Defensor pacis extends the tradition of Dante's De Monarchia separating the secular State from religious authority. It affirmed the sovereignty of the people and civil law and sought to greatly limit the power of the Papacy, which he viewed as the "cause of the trouble which prevails among men" and which he characterized as a "fictitious" power. He proposed the seizure of church property by civil authority and the elimination of tithes. In his view, the Papacy would retain only an honorary pre-eminence without any authority to interpret the scriptures or define dogma.

As its name implies, it describes the State as the defender of the public peace, which is the most indispensable benefit of human society. The author of the law expresses will of the people, not of the whole populace, but of the most important part (valentior) of the citizens; these people should themselves elect, or at least appoint, the head of the government, who, lest he should be tempted to put himself above the scope of the laws, should have at his disposal only a limited armed force. This chief is responsible to the people for his breaches of the law, and in serious cases they can sentence him to death. The real cause of the trouble which prevails among men is the Papacy, the development of which is the result of a series of usurpations.[1]

Marsilius denies, not only to the pope, but to the bishops and clergy, any coercive jurisdiction or any right to pronounce in temporal matters. He also denies episcopal authority of excommunications and interdicts, or other imposed interpretations of divine law. He is not opposed to penalties against heretics, but he would have them pronounced only by civil tribunals. Desiring to see the clergy practice a holy poverty, he proposes the suppression of tithes and the seizure by the secular power of the greater part of the property of the church. The clergy, thus deprived of its wealth, privileges and jurisdiction, is further to be deprived of independence, for the civil power is to have the right of appointing to benefices, etc.

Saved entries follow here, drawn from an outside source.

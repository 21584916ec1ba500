// This Source Code Form is subject to the terms of the Mozilla Public
// License, v. 2.0. If a copy of the MPL was not distributed with this
// file, You can obtain one at https://mozilla.org/MPL/2.0/.

//! Geometry foundation for automated storage layouts
//!
//! This crate provides:
//! 1. Canonical types ([`Point2D`], [`Bounds`], [`Rect`], [`WallSegment`],
//!    [`Polygon`], [`Direction`]) used by every later stage
//! 2. The ingestion boundary ([`FloorPlan`], [`Shape`]) that normalises the
//!    heterogeneous shapes coming out of CAD classification
//! 3. Intersection primitives (Liang–Barsky clipping, segment crossing,
//!    point-to-segment distance)
//! 4. A grid spatial hash for candidate lookups
//!
//! # Usage
//!
//! ```rust,ignore
//! use boxplan_geometry::{FloorPlan, intersect::segment_crosses_rect};
//!
//! let plan = FloorPlan::from_json(&json)?;
//! plan.validate()?;
//! let walls = plan.wall_segments(0.3);
//! ```

pub mod error;
pub mod intersect;
pub mod plan;
pub mod shapes;
pub mod spatial;
pub mod types;

pub use error::{Error, Result};
pub use plan::{FloorPlan, PlanRoom};
pub use shapes::{extract_segments, Shape};
pub use spatial::GridIndex;
pub use types::{Bounds, Direction, Point2D, Polygon, Rect, WallSegment, COORD_EPSILON};
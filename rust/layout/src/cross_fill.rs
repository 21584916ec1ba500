// This Source Code Form is subject to the terms of the Mozilla Public
// License, v. 2.0. If a copy of the MPL was not distributed with this
// file, You can obtain one at https://mozilla.org/MPL/2.0/.

//! Cross-fill of leftover space.
//!
//! Placed units, corridors, obstacles and walls are rasterised onto a coarse
//! occupancy grid. Free 4-connected zones of at least 3×3 cells are filled
//! again with rows running perpendicular to their room's orientation.

use std::collections::VecDeque;

use boxplan_detection::Room;
use boxplan_geometry::{Direction, GridIndex, Point2D, Rect};
use tracing::debug;

use crate::corridors::CorridorRect;
use crate::placement::{fill_area, PlacedBox, PlacementContext, OVERLAP_SLACK};
use crate::types::CorridorType;

/// Smallest zone side in cells
const MIN_ZONE_SIDE: usize = 3;
/// Smallest zone size in cells
const MIN_ZONE_CELLS: usize = 9;
/// Occupancy grids are coarsened until they fit
const MAX_CELLS: usize = 250_000;

/// Boxes and corridors added by the cross-fill pass
#[derive(Debug, Clone, Default)]
pub(crate) struct CrossFill {
    /// Each box with the index of the room holding its center
    pub boxes: Vec<(PlacedBox, Option<usize>)>,
    pub corridors: Vec<CorridorRect>,
    pub zones: usize,
}

struct OccupancyGrid {
    origin: Point2D,
    cell: f64,
    cols: usize,
    rows: usize,
    occupied: Vec<bool>,
}

impl OccupancyGrid {
    fn new(ctx: &PlacementContext<'_>, cell: f64) -> Option<Self> {
        let b = ctx.bounds;
        let mut cell = cell;
        let (mut cols, mut rows);
        loop {
            cols = (b.width() / cell).ceil().max(1.0) as usize;
            rows = (b.height() / cell).ceil().max(1.0) as usize;
            if cols.saturating_mul(rows) <= MAX_CELLS {
                break;
            }
            cell *= 1.25;
        }
        if !cell.is_finite() {
            return None;
        }
        Some(Self {
            origin: Point2D::new(b.min_x, b.min_y),
            cell,
            cols,
            rows,
            occupied: vec![false; cols * rows],
        })
    }

    fn cell_rect(&self, c: usize, r: usize) -> Rect {
        Rect::new(
            self.origin.x + c as f64 * self.cell,
            self.origin.y + r as f64 * self.cell,
            self.cell,
            self.cell,
        )
    }

    /// Cell ranges with positive overlap with `rect`
    fn span(&self, rect: &Rect) -> Option<((usize, usize), (usize, usize))> {
        let c0 = ((rect.x - self.origin.x) / self.cell).floor().max(0.0);
        let r0 = ((rect.y - self.origin.y) / self.cell).floor().max(0.0);
        let c1 = ((rect.max_x() - self.origin.x) / self.cell).ceil() - 1.0;
        let r1 = ((rect.max_y() - self.origin.y) / self.cell).ceil() - 1.0;
        if c1 < c0 || r1 < r0 || c0 >= self.cols as f64 || r0 >= self.rows as f64 {
            return None;
        }
        let c1 = (c1 as usize).min(self.cols - 1);
        let r1 = (r1 as usize).min(self.rows - 1);
        Some(((c0 as usize, c1), (r0 as usize, r1)))
    }

    fn mark_rect(&mut self, rect: &Rect) {
        let Some(((c0, c1), (r0, r1))) = self.span(rect) else {
            return;
        };
        for r in r0..=r1 {
            for c in c0..=c1 {
                if self.cell_rect(c, r).overlap_area(rect) > 1e-6 {
                    self.occupied[r * self.cols + c] = true;
                }
            }
        }
    }

    /// Free 4-connected components as `(cells, col range, row range)`
    fn free_zones(&self) -> Vec<(usize, (usize, usize), (usize, usize))> {
        let mut seen = vec![false; self.occupied.len()];
        let mut zones = Vec::new();
        let mut queue = VecDeque::new();

        for start in 0..self.occupied.len() {
            if self.occupied[start] || seen[start] {
                continue;
            }
            seen[start] = true;
            queue.push_back(start);
            let (mut cells, mut c0, mut c1, mut r0, mut r1) = (0, usize::MAX, 0, usize::MAX, 0);

            while let Some(idx) = queue.pop_front() {
                let (c, r) = (idx % self.cols, idx / self.cols);
                cells += 1;
                c0 = c0.min(c);
                c1 = c1.max(c);
                r0 = r0.min(r);
                r1 = r1.max(r);

                let mut visit = |n: usize| {
                    if !self.occupied[n] && !seen[n] {
                        seen[n] = true;
                        queue.push_back(n);
                    }
                };
                if c > 0 {
                    visit(idx - 1);
                }
                if c + 1 < self.cols {
                    visit(idx + 1);
                }
                if r > 0 {
                    visit(idx - self.cols);
                }
                if r + 1 < self.rows {
                    visit(idx + self.cols);
                }
            }
            zones.push((cells, (c0, c1), (r0, r1)));
        }
        zones
    }
}

fn room_at(rooms: &[Room], p: &Point2D) -> Option<usize> {
    rooms.iter().position(|room| room.contains_point(p))
}

/// Fills leftover zones.
///
/// `directions[i]` is the orientation used in `rooms[i]`; new rows run
/// perpendicular to it. Every new box must clear the bounds, walls,
/// obstacles and everything placed so far, and sit inside a room.
pub(crate) fn cross_fill(
    ctx: &PlacementContext<'_>,
    rooms: &[Room],
    directions: &[Direction],
    units: &[Rect],
    corridors: &[Rect],
    cursor: &mut usize,
) -> CrossFill {
    let config = ctx.config;
    let Some(mut grid) = OccupancyGrid::new(ctx, config.cross_fill_cell_size) else {
        return CrossFill::default();
    };

    for rect in units.iter().chain(corridors).chain(ctx.obstacles) {
        grid.mark_rect(rect);
    }
    for r in 0..grid.rows {
        for c in 0..grid.cols {
            let cell = grid.cell_rect(c, r);
            if room_at(rooms, &cell.center()).is_none() || ctx.crosses_wall(&cell) {
                grid.occupied[r * grid.cols + c] = true;
            }
        }
    }

    let mut placed: Vec<Rect> = units.iter().chain(corridors).copied().collect();
    let mut index = GridIndex::from_rects(&placed, (2.0 * config.box_depth).max(1.0));
    let mut out = CrossFill::default();

    for (cells, (c0, c1), (r0, r1)) in grid.free_zones() {
        if cells < MIN_ZONE_CELLS || c1 - c0 + 1 < MIN_ZONE_SIDE || r1 - r0 + 1 < MIN_ZONE_SIDE {
            continue;
        }
        let low = grid.cell_rect(c0, r0);
        let high = grid.cell_rect(c1, r1);
        let Some(zone) = Rect::from_min_max(low.x, low.y, high.max_x(), high.max_y()).clamped_to(&ctx.bounds) else {
            continue;
        };
        out.zones += 1;

        let base = room_at(rooms, &zone.center())
            .and_then(|i| directions.get(i).copied())
            .unwrap_or(Direction::Horizontal);
        let direction = base.perpendicular();

        let accept = |rect: &Rect| {
            ctx.is_clear(rect)
                && room_at(rooms, &rect.center()).is_some()
                && !index
                    .query(&rect.bounds())
                    .into_iter()
                    .any(|i| rect.overlaps(&placed[i], OVERLAP_SLACK))
        };
        let fill = fill_area(ctx, &zone, None, direction, *cursor, CorridorType::CrossFill, &accept);
        *cursor = fill.cursor;

        debug!(
            zone = ?zone,
            ?direction,
            boxes = fill.boxes.len(),
            corridors = fill.corridors.len(),
            "Cross-filled zone"
        );

        for b in fill.boxes {
            index.insert(placed.len(), &b.rect.bounds());
            placed.push(b.rect);
            out.boxes.push((b, room_at(rooms, &b.rect.center())));
        }
        for c in fill.corridors {
            let clear = !index
                .query(&c.rect.bounds())
                .into_iter()
                .any(|i| c.rect.overlaps(&placed[i], OVERLAP_SLACK));
            if clear && !ctx.crosses_wall(&c.rect) {
                index.insert(placed.len(), &c.rect.bounds());
                placed.push(c.rect);
                out.corridors.push(c);
            }
        }
    }

    out
}

#[cfg(test)]
mod tests {
    use super::*;
    use crate::catalog::Catalog;
    use crate::config::LayoutConfig;
    use boxplan_detection::{RoomSource, RoomType};
    use boxplan_geometry::{Bounds, Polygon};

    fn room(x0: f64, y0: f64, x1: f64, y1: f64) -> Room {
        let polygon = Polygon::new(vec![
            Point2D::new(x0, y0),
            Point2D::new(x1, y0),
            Point2D::new(x1, y1),
            Point2D::new(x0, y1),
        ]);
        Room::from_polygon("room_01", polygon, RoomType::Room, RoomSource::Boundary).unwrap()
    }

    #[test]
    fn test_free_zones_respect_occupancy() {
        let config = LayoutConfig::default();
        let catalog = Catalog::build(&config);
        let ctx = PlacementContext::new(&config, &catalog, Bounds::new(0.0, 0.0, 10.0, 4.0), &[], &[]);
        let mut grid = OccupancyGrid::new(&ctx, 1.0).unwrap();
        grid.mark_rect(&Rect::new(4.2, 0.0, 1.0, 4.0));

        let zones = grid.free_zones();
        assert_eq!(zones.len(), 2);
        assert_eq!(zones[0], (16, (0, 3), (0, 3)));
        assert_eq!(zones[1], (16, (6, 9), (0, 3)));
    }

    #[test]
    fn test_cross_fill_uses_empty_room() {
        let config = LayoutConfig::default();
        let catalog = Catalog::build(&config);
        let bounds = Bounds::new(0.0, 0.0, 12.0, 12.0);
        let ctx = PlacementContext::new(&config, &catalog, bounds, &[], &[]);
        let rooms = vec![room(0.0, 0.0, 12.0, 12.0)];
        let existing = vec![Rect::new(0.0, 0.0, 12.0, 2.5)];

        let mut cursor = 0;
        let fill = cross_fill(&ctx, &rooms, &[Direction::Horizontal], &existing, &[], &mut cursor);

        assert_eq!(fill.zones, 1);
        assert!(!fill.boxes.is_empty());
        assert!(cursor > 0);
        for (b, room) in &fill.boxes {
            assert_eq!(b.direction, Direction::Vertical);
            assert_eq!(*room, Some(0));
            assert!(!b.rect.overlaps(&existing[0], OVERLAP_SLACK));
        }
    }

    #[test]
    fn test_cross_fill_skips_space_outside_rooms() {
        let config = LayoutConfig::default();
        let catalog = Catalog::build(&config);
        let ctx = PlacementContext::new(&config, &catalog, Bounds::new(0.0, 0.0, 12.0, 12.0), &[], &[]);
        let mut cursor = 0;
        let fill = cross_fill(&ctx, &[], &[], &[], &[], &mut cursor);
        assert_eq!(fill.zones, 0);
        assert!(fill.boxes.is_empty());
    }
}
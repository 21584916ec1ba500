// This Source Code Form is subject to the terms of the Mozilla Public
// License, v. 2.0. If a copy of the MPL was not distributed with this
// file, You can obtain one at https://mozilla.org/MPL/2.0/.

//! Segment preparation: snapping, gap healing and intersection splitting.
//!
//! Turns raw wall segments into a clean set where every junction is an
//! exact shared endpoint:
//!
//! 1. Snap endpoints onto first-seen anchors, then onto per-axis levels so
//!    near-horizontal and near-vertical walls become exact
//! 2. Heal gaps by moving open endpoints onto nearby segments
//! 3. Collect crossings, collinear overlaps and near-endpoint touches
//! 4. Split at the collected points and re-snap every fragment
//!
//! Splitting can leave walls just off an axis level or fragments below the
//! minimum length, so the pass is repeated until the set stops changing.
//! The output is a fixed point: preparing it again returns it unchanged.

use boxplan_geometry::intersect::{point_line_distance, project_onto_segment, segment_intersection};
use boxplan_geometry::{Bounds, GridIndex, Point2D, WallSegment, COORD_EPSILON};
use rustc_hash::{FxHashMap, FxHashSet};
use serde::{Deserialize, Serialize};
use tracing::debug;

use crate::config::DetectionConfig;

/// Exact key for a snapped point (negative zero folded into zero)
pub(crate) fn point_key(p: &Point2D) -> (u64, u64) {
    ((p.x + 0.0).to_bits(), (p.y + 0.0).to_bits())
}

fn segment_key(seg: &WallSegment) -> ((u64, u64), (u64, u64)) {
    let a = point_key(&seg.start);
    let b = point_key(&seg.end);
    if a <= b {
        (a, b)
    } else {
        (b, a)
    }
}

/// Passes of the snap/heal/split pipeline before settling for the last one
const MAX_PASSES: usize = 12;

/// Counters collected while preparing segments
#[derive(Debug, Clone, Default, PartialEq, Serialize, Deserialize)]
#[serde(rename_all = "camelCase")]
pub struct PrepStats {
    pub input: usize,
    /// Segments left after the first snap
    pub after_snap: usize,
    pub healed_endpoints: usize,
    pub split_points: usize,
    /// Passes run until the set stopped changing
    pub passes: usize,
    pub output: usize,
}

/// Clean segment set ready for graph construction
#[derive(Debug, Clone, Default)]
pub struct PreparedSegments {
    pub segments: Vec<WallSegment>,
    pub stats: PrepStats,
}

/// Snap, heal and split `input` into a clean segment set
pub fn prepare_segments(input: &[WallSegment], config: &DetectionConfig) -> PreparedSegments {
    let mut stats = PrepStats {
        input: input.len(),
        ..Default::default()
    };

    let mut current = input.to_vec();
    let mut settled = false;
    while stats.passes < MAX_PASSES {
        let next = prepare_pass(&current, config, &mut stats);
        if same_set(&current, &next) {
            settled = true;
            break;
        }
        current = next;
    }
    stats.output = current.len();

    if !settled {
        debug!(passes = stats.passes, "Segment preparation did not settle");
    }
    debug!(
        input = stats.input,
        after_snap = stats.after_snap,
        healed = stats.healed_endpoints,
        splits = stats.split_points,
        passes = stats.passes,
        output = stats.output,
        "Prepared wall segments"
    );

    PreparedSegments {
        segments: current,
        stats,
    }
}

/// Order-independent equality of two segment sets
fn same_set(a: &[WallSegment], b: &[WallSegment]) -> bool {
    if a.len() != b.len() {
        return false;
    }
    let mut ka: Vec<_> = a.iter().map(segment_key).collect();
    let mut kb: Vec<_> = b.iter().map(segment_key).collect();
    ka.sort_unstable();
    kb.sort_unstable();
    ka == kb
}

/// One snap, heal and split pass
fn prepare_pass(input: &[WallSegment], config: &DetectionConfig, stats: &mut PrepStats) -> Vec<WallSegment> {
    let tolerance = config.snap_tolerance.max(COORD_EPSILON);
    stats.passes += 1;

    let valid: Vec<WallSegment> = input
        .iter()
        .filter(|s| s.is_finite() && s.length() >= config.min_segment_length)
        .copied()
        .collect();
    if valid.is_empty() {
        return valid;
    }

    // ─── Step 1: Snap endpoints ───
    let mut snapper = Snapper::new(tolerance);
    let mut segments = snapper.snap_all(&valid);
    if stats.passes == 1 {
        stats.after_snap = segments.len();
    }

    // ─── Step 2: Heal gaps ───
    let mut splits: Vec<Vec<Point2D>> = vec![Vec::new(); segments.len()];
    stats.healed_endpoints += heal_gaps(&mut segments, &mut splits, config.healing_radius(), tolerance);

    // ─── Step 3: Collect intersections ───
    collect_intersections(&segments, &mut splits, tolerance);
    stats.split_points += splits.iter().map(Vec::len).sum::<usize>();

    // ─── Step 4: Split and re-snap ───
    // Fragments obey the same minimum as input walls
    let min_piece = config.min_fragment_length().max(config.min_segment_length);
    split_segments(&segments, &splits, &mut snapper, min_piece)
}

// ─── Snapping ───

/// First-seen snapping of scalar coordinates onto levels at least
/// `tolerance` apart
#[derive(Debug, Default)]
struct LevelSet {
    tolerance: f64,
    buckets: FxHashMap<i64, Vec<(usize, f64)>>,
    next: usize,
}

impl LevelSet {
    fn new(tolerance: f64) -> Self {
        Self {
            tolerance,
            ..Default::default()
        }
    }

    fn snap(&mut self, value: f64) -> f64 {
        let cell = (value / self.tolerance).floor() as i64;
        let mut best: Option<(usize, f64)> = None;

        for c in cell - 1..=cell + 1 {
            if let Some(levels) = self.buckets.get(&c) {
                for &(order, level) in levels {
                    if (level - value).abs() <= self.tolerance
                        && best.map_or(true, |(o, _)| order < o)
                    {
                        best = Some((order, level));
                    }
                }
            }
        }

        if let Some((_, level)) = best {
            return level;
        }

        self.buckets.entry(cell).or_default().push((self.next, value));
        self.next += 1;
        value
    }
}

/// Point snapper: 2D anchors followed by per-axis levels.
///
/// State persists across calls so fragments produced after splitting land
/// on the same anchors as the original endpoints.
struct Snapper {
    tolerance: f64,
    anchors: FxHashMap<(i64, i64), Vec<(usize, Point2D)>>,
    next_anchor: usize,
    x_levels: LevelSet,
    y_levels: LevelSet,
}

impl Snapper {
    fn new(tolerance: f64) -> Self {
        Self {
            tolerance,
            anchors: FxHashMap::default(),
            next_anchor: 0,
            x_levels: LevelSet::new(tolerance),
            y_levels: LevelSet::new(tolerance),
        }
    }

    fn anchor(&mut self, p: Point2D) -> Point2D {
        let cx = (p.x / self.tolerance).floor() as i64;
        let cy = (p.y / self.tolerance).floor() as i64;
        let mut best: Option<(usize, Point2D)> = None;

        for x in cx - 1..=cx + 1 {
            for y in cy - 1..=cy + 1 {
                if let Some(list) = self.anchors.get(&(x, y)) {
                    for &(order, a) in list {
                        if a.distance_to(&p) <= self.tolerance
                            && best.map_or(true, |(o, _)| order < o)
                        {
                            best = Some((order, a));
                        }
                    }
                }
            }
        }

        if let Some((_, a)) = best {
            return a;
        }

        self.anchors.entry((cx, cy)).or_default().push((self.next_anchor, p));
        self.next_anchor += 1;
        p
    }

    fn level(&mut self, p: Point2D) -> Point2D {
        Point2D::new(self.x_levels.snap(p.x), self.y_levels.snap(p.y))
    }

    fn snap_point(&mut self, p: Point2D) -> Point2D {
        let a = self.anchor(p);
        self.level(a)
    }

    fn snap_all(&mut self, segments: &[WallSegment]) -> Vec<WallSegment> {
        let anchored: Vec<WallSegment> = segments
            .iter()
            .map(|s| WallSegment::new(self.anchor(s.start), self.anchor(s.end)))
            .collect();

        // Axis-aligned walls seed the levels first so their perpendicular
        // coordinate wins over stray endpoints
        for s in &anchored {
            if s.is_horizontal(self.tolerance) {
                self.y_levels.snap((s.start.y + s.end.y) * 0.5);
            } else if s.is_vertical(self.tolerance) {
                self.x_levels.snap((s.start.x + s.end.x) * 0.5);
            }
        }

        anchored
            .into_iter()
            .map(|s| WallSegment::new(self.level(s.start), self.level(s.end)))
            .filter(|s| s.length() > COORD_EPSILON)
            .collect()
    }
}

// ─── Gap healing ───

fn endpoint_degrees(segments: &[WallSegment]) -> FxHashMap<(u64, u64), usize> {
    let mut degree: FxHashMap<(u64, u64), usize> = FxHashMap::default();
    for s in segments {
        *degree.entry(point_key(&s.start)).or_default() += 1;
        *degree.entry(point_key(&s.end)).or_default() += 1;
    }
    degree
}

/// Moves open endpoints onto the nearest segment within `radius`.
///
/// A first pass only accepts moves along the segment's own line (extending
/// or trimming the wall); a second pass accepts any remaining move.
fn heal_gaps(
    segments: &mut [WallSegment],
    splits: &mut [Vec<Point2D>],
    radius: f64,
    tolerance: f64,
) -> usize {
    if radius <= 0.0 || segments.is_empty() {
        return 0;
    }

    let mut degree = endpoint_degrees(segments);
    let index = GridIndex::from_segments(segments, radius.max(1.0));

    let mut healed = 0;
    for collinear_only in [true, false] {
        for i in 0..segments.len() {
            for at_end in [false, true] {
                healed += heal_endpoint(
                    segments,
                    splits,
                    &mut degree,
                    &index,
                    i,
                    at_end,
                    radius,
                    tolerance,
                    collinear_only,
                ) as usize;
            }
        }
    }
    healed
}

#[allow(clippy::too_many_arguments)]
fn heal_endpoint(
    segments: &mut [WallSegment],
    splits: &mut [Vec<Point2D>],
    degree: &mut FxHashMap<(u64, u64), usize>,
    index: &GridIndex,
    i: usize,
    at_end: bool,
    radius: f64,
    tolerance: f64,
    collinear_only: bool,
) -> bool {
    let seg = segments[i];
    let (p, other) = if at_end {
        (seg.end, seg.start)
    } else {
        (seg.start, seg.end)
    };

    if degree.get(&point_key(&p)).copied().unwrap_or(0) != 1 {
        return false;
    }

    let query = Bounds::new(p.x - radius, p.y - radius, p.x + radius, p.y + radius);
    let mut best: Option<(f64, usize, f64, Point2D)> = None;

    for j in index.query(&query) {
        if j == i {
            continue;
        }
        let (t, q) = project_onto_segment(&p, &segments[j]);
        let d = p.distance_to(&q);

        // Already touching: the intersection pass splits it
        if d < COORD_EPSILON || d > radius {
            continue;
        }
        if q.distance_to(&other) <= tolerance {
            continue;
        }
        if collinear_only && point_line_distance(&q, &seg) > tolerance {
            continue;
        }
        if best.map_or(true, |(bd, ..)| d < bd) {
            best = Some((d, j, t, q));
        }
    }

    let Some((_, j, t, q)) = best else {
        return false;
    };

    if let Some(count) = degree.get_mut(&point_key(&p)) {
        *count = count.saturating_sub(1);
    }
    *degree.entry(point_key(&q)).or_default() += 1;

    if at_end {
        segments[i].end = q;
    } else {
        segments[i].start = q;
    }
    if t > 0.0 && t < 1.0 {
        splits[j].push(q);
    }
    true
}

// ─── Intersections ───

/// Projection of `p` onto the interior of `seg` when within `tolerance`
fn near_interior(p: &Point2D, seg: &WallSegment, tolerance: f64) -> Option<Point2D> {
    let (t, q) = project_onto_segment(p, seg);
    (t > 0.0 && t < 1.0 && p.distance_to(&q) <= tolerance).then_some(q)
}

fn collect_intersections(segments: &[WallSegment], splits: &mut [Vec<Point2D>], tolerance: f64) {
    if segments.len() < 2 {
        return;
    }

    let total: f64 = segments.iter().map(WallSegment::length).sum();
    let cell = (total / segments.len() as f64 * 0.5).max(tolerance * 4.0);
    let index = GridIndex::from_segments(segments, cell);

    for (i, a) in segments.iter().enumerate() {
        for j in index.query(&a.bounds().expanded(tolerance)) {
            if j <= i {
                continue;
            }
            let b = &segments[j];

            if let Some(hit) = segment_intersection(a, b, 0.0) {
                splits[i].push(hit.point);
                splits[j].push(hit.point);
                continue;
            }

            // Collinear overlaps and near-miss T-junctions both show up as
            // an endpoint of one segment lying on the other
            for p in [b.start, b.end] {
                if let Some(q) = near_interior(&p, a, tolerance) {
                    splits[i].push(q);
                }
            }
            for p in [a.start, a.end] {
                if let Some(q) = near_interior(&p, b, tolerance) {
                    splits[j].push(q);
                }
            }
        }
    }
}

// ─── Splitting ───

fn parameter_along(seg: &WallSegment, p: &Point2D) -> f64 {
    let d = seg.start.vector_to(&seg.end);
    let len_sq = d.norm_squared();
    if len_sq < 1e-18 {
        return 0.0;
    }
    seg.start.vector_to(p).dot(&d) / len_sq
}

fn split_segments(
    segments: &[WallSegment],
    splits: &[Vec<Point2D>],
    snapper: &mut Snapper,
    min_fragment: f64,
) -> Vec<WallSegment> {
    let mut out = Vec::with_capacity(segments.len());
    let mut seen: FxHashSet<((u64, u64), (u64, u64))> = FxHashSet::default();

    for (seg, points) in segments.iter().zip(splits) {
        let mut cuts: Vec<(f64, Point2D)> = points
            .iter()
            .map(|p| (parameter_along(seg, p), *p))
            .filter(|(t, _)| *t > 0.0 && *t < 1.0)
            .collect();
        cuts.sort_by(|a, b| a.0.total_cmp(&b.0));

        let mut chain = Vec::with_capacity(cuts.len() + 2);
        chain.push(seg.start);
        chain.extend(cuts.into_iter().map(|(_, p)| p));
        chain.push(seg.end);

        let chain: Vec<Point2D> = chain.into_iter().map(|p| snapper.snap_point(p)).collect();

        for pair in chain.windows(2) {
            let piece = WallSegment::new(pair[0], pair[1]);
            if piece.length() < min_fragment {
                continue;
            }
            if seen.insert(segment_key(&piece)) {
                out.push(piece);
            }
        }
    }

    out
}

The supreme authority in the church is to be the council, but a council summoned by the emperor.[1]

The pope, no longer possessing any more power than other bishops (though Marsilius recognizes that the supremacy of the See of Rome goes back to the earliest times of Christianity), is to content himself with a pre-eminence mainly of an honorary kind, without claiming to interpret the Holy Scriptures, define dogmas or distribute benefices; moreover, he is to be elected by the Christian people, or by the delegates of the people, i.e. the princes, or by the council, and these are also to have the power to punish, suspend or depose him. The theory was purely democratic, but was all ready to be transformed, by means of a series of fictions and implications, into an imperialist doctrine; and in like manner it contained a visionary plan of reformation which ended, not in the separation of the church from the state, but in the subjection of the church to the state.[1]

In 1535, Thomas Cromwell paid William Marshall to translate Defensor into English in order to give intellectual support towards the implementation of Royal Supremacy.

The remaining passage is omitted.